2014 ist aber auch ein Jahr der Hoffnung. Samnang Sok hat sein Management-Studium beendet und möchte, was er an Gutem erfahren hat, zurückgeben. Zusammen mit einem Freund gründet er die „Action For Cambodia's Children“, eine Nicht-Regierungsorganisation, die sich um die Schulbildung von Kindern kümmert.

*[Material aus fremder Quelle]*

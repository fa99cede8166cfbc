//! Property-based tests for posting rules.
//!
//! Balances never go negative, transfers conserve money, and the signed sum
//! of accepted entries always equals the running balance.

use proptest::prelude::*;
use corebank_shared::types::money::{MAX_BALANCE, MAX_MONEY};
use rust_decimal::Decimal;
use uuid::Uuid;

use super::posting::{apply, plan_transfer, reconcile, validate_amount};
use super::types::Direction;

/// Strategy to generate a valid amount (1.00 to 1,000,000.00).
fn amount() -> impl Strategy<Value = Decimal> {
    (100i64..100_000_000i64).prop_map(|cents| Decimal::new(cents, 2))
}

/// Strategy to generate a non-negative balance.
fn balance() -> impl Strategy<Value = Decimal> {
    (0i64..100_000_000i64).prop_map(|cents| Decimal::new(cents, 2))
}

/// Strategy spanning the whole positive `Decimal` range, at any scale.
fn any_amount() -> impl Strategy<Value = Decimal> {
    (any::<u32>(), any::<u32>(), any::<u32>(), 0u32..=28)
        .prop_map(|(lo, mid, hi, scale)| Decimal::from_parts(lo, mid, hi, false, scale))
}

/// Strategy spanning balances up to the account limit.
fn any_balance() -> impl Strategy<Value = Decimal> {
    any_amount().prop_map(|b| b.min(MAX_BALANCE))
}

fn direction() -> impl Strategy<Value = Direction> {
    prop_oneof![Just(Direction::Credit), Just(Direction::Debit)]
}

proptest! {
    #![proptest_config(ProptestConfig::with_cases(200))]

    /// Every valid cent amount passes validation unchanged.
    #[test]
    fn prop_cent_amounts_validate(a in amount()) {
        prop_assert_eq!(validate_amount(a).unwrap(), a);
    }

    /// `apply` either yields a non-negative balance or rejects the entry.
    #[test]
    fn prop_apply_never_negative(b in balance(), d in direction(), a in amount()) {
        match apply(b, d, a) {
            Ok(next) => prop_assert!(next >= Decimal::ZERO),
            Err(_) => {
                prop_assert_eq!(d, Direction::Debit);
                prop_assert!(a > b);
            }
        }
    }

    /// Amounts outside 1.00..=MAX_MONEY never pass validation.
    #[test]
    fn prop_validation_bounds(a in any_amount()) {
        if validate_amount(a).is_ok() {
            prop_assert!(a >= Decimal::ONE && a <= MAX_MONEY);
        }
    }

    /// Arbitrarily large entries are rejected, never overflow.
    #[test]
    fn prop_apply_huge_amounts(b in any_balance(), d in direction(), a in any_amount()) {
        if let Ok(next) = apply(b, d, a) {
            prop_assert!(next >= Decimal::ZERO);
            prop_assert!(next <= MAX_BALANCE);
        }
    }

    /// Transfers of arbitrary size stay within the balance limits or fail.
    #[test]
    fn prop_transfer_huge_amounts(from in any_balance(), to in any_balance(), a in any_amount()) {
        let (x, y) = (Uuid::new_v4(), Uuid::new_v4());
        if let Ok(plan) = plan_transfer((x, from), (y, to), a) {
            prop_assert!(plan.from_balance_after >= Decimal::ZERO);
            prop_assert!(plan.to_balance_after <= MAX_BALANCE);
        }
    }

    /// A transfer moves exactly `amount` from one side to the other.
    #[test]
    fn prop_transfer_conserves(from in balance(), to in balance(), a in amount()) {
        let (x, y) = (Uuid::new_v4(), Uuid::new_v4());
        if let Ok(plan) = plan_transfer((x, from), (y, to), a) {
            prop_assert_eq!(
                plan.from_balance_after + plan.to_balance_after,
                from + to
            );
            prop_assert_eq!(from - plan.from_balance_after, a);
        } else {
            prop_assert!(a > from);
        }
    }

    /// Replaying accepted entries reconciles to the final balance.
    #[test]
    fn prop_reconcile_matches_running_balance(
        ops in prop::collection::vec((direction(), amount()), 0..40)
    ) {
        let mut running = Decimal::ZERO;
        let mut accepted = Vec::new();
        for (d, a) in ops {
            if let Ok(next) = apply(running, d, a) {
                running = next;
                accepted.push((d, a));
            }
        }
        prop_assert_eq!(reconcile(accepted), running);
    }
}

Zunächst nahm er die Grundschule seines Heimatdorfes in den Blick, indem er Unterrichtsmaterialien zur Verfügung stellte. Er selbst lehrte Hygiene. Später versorgte er die Kinder mit Fahrrädern, damit sie eine entferntere, weiterführende Schule besuchen konnten. Diese durch Spenden getragene Aktion hatte einen durchschlagenen Erfolg. Besuchten vor der Fahrradspende etwa 6% der Schüler eine weiterführende Schule, so waren es nun 95%. Dem vorausgegangen waren viele Gespräche mit Eltern, die einerseits vom Nutzen einer weiterführenden Schule überzeugt werden mussten. Zum anderen zeigten ihm die Eltern, wo ein zentrales Problem für sie lag: im Transport der Kinder.

Samnang Sok weiß: Bildung ist der zentrale Schlüssel, um die kambodschanische Gesellschaft zu verändern. Und die Grundlagen dafür können nur bei den Kindern liegen. Denn, so ist sein Fazit, die Alten verharren in ihren alten Ansichten. Sie sind unfähig, neue Ideen zu adaptieren, selbst wenn sie ihnen nutzen. Der Mönch hat einen glasklaren Blick auf sein Land. Er versteht, was die Kriege an Traumatisierungen in vielen Generationen hervorgerufen haben. Er benennt klar, dass es seinem Volk weitgehend an positiven Werten fehlt. Egoismus, Korruption und Kriminalität sind Ausdruck einer Gesellschaft, deren Gemeinschaftswerte verlorengegangen sind.

Mit seiner Initiative und vielen kleinen anderen Initiativen wird der Samen für eine neue Zivilgesellschaft gelegt.

Im Dezember 2018 veranstaltet das LIW zu dritten Mal eine Bildungsreise (eine Woche als Bildungsreise anerkannt) nach Kambodscha. Dabei lernt die Gruppe auch Samnang Sok und sein Projekt kennen. Ein Teil des Seminarpreises fließt als Spende dem Projekt „Action For Cambodia's Children“ zu.